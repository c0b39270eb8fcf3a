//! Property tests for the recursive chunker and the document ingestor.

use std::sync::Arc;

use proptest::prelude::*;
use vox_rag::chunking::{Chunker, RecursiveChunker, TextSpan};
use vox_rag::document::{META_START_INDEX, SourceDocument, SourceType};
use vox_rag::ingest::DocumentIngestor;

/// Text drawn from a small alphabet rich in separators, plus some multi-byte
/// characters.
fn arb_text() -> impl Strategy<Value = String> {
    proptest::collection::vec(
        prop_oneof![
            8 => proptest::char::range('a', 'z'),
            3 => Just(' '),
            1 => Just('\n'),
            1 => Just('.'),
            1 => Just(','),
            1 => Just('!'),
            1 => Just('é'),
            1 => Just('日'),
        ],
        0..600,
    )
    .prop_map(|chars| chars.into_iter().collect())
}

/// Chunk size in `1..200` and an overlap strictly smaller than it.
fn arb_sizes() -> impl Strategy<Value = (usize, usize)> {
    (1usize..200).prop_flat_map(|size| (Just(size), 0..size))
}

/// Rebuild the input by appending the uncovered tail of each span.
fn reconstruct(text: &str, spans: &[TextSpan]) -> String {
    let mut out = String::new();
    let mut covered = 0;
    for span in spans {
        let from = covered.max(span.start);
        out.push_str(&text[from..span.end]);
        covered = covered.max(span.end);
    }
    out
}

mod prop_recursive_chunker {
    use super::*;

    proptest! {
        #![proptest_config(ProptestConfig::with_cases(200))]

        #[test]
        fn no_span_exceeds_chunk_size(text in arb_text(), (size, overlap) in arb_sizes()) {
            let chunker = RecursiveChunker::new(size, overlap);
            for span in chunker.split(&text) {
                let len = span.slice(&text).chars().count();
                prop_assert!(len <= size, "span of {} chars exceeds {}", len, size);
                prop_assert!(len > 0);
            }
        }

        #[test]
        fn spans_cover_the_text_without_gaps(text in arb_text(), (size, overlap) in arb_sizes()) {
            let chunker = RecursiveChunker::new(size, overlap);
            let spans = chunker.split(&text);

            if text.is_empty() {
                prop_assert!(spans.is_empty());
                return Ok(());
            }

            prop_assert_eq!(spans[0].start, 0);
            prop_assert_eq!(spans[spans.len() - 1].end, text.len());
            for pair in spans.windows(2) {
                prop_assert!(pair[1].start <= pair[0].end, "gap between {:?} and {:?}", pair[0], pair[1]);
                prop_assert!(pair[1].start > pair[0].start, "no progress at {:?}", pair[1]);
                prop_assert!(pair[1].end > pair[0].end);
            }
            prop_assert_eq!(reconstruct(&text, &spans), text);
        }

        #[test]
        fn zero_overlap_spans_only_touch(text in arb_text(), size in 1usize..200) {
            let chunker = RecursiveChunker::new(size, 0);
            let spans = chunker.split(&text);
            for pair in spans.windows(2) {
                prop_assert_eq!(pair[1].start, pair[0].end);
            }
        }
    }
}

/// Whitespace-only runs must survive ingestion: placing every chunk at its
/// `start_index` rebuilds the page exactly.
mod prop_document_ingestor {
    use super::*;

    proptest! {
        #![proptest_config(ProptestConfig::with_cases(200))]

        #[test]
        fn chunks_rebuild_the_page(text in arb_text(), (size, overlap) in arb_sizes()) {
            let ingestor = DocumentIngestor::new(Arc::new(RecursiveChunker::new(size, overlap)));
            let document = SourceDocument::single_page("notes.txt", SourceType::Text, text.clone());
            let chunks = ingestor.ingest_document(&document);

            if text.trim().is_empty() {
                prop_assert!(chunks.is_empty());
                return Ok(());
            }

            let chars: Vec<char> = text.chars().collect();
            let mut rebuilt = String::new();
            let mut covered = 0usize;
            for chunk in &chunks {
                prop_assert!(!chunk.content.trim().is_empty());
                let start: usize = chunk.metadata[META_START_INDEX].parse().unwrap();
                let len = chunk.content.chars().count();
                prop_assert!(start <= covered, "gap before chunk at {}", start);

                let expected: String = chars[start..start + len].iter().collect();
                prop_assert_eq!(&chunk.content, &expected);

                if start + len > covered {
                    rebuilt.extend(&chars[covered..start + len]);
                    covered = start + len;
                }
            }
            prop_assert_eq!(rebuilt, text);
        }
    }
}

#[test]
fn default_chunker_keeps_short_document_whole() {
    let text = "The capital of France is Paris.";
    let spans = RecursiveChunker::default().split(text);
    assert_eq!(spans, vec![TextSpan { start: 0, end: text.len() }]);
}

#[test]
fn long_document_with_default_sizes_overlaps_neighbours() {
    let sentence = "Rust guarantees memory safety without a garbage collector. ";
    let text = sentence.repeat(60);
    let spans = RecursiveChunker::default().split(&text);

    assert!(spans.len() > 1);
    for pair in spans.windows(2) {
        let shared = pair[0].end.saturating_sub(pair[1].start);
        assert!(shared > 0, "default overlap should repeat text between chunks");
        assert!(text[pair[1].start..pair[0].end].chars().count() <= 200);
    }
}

## TASK OBJECTIVE
With the line holding "fn arb_sizes() ->" as the first and the line holding "fn reconstruct(text: &str, spans: &[TextSpan])" as the last, please transcribe exactly the lines of the material above in that range and nothing else.

## EXPECTED OUTPUT
fn arb_sizes() -> impl Strategy<Value = (usize, usize)> {
    (1usize..200).prop_flat_map(|size| (Just(size), 0..size))
}

/// Rebuild the input by appending the uncovered tail of each span.
fn reconstruct(text: &str, spans: &[TextSpan]) -> String {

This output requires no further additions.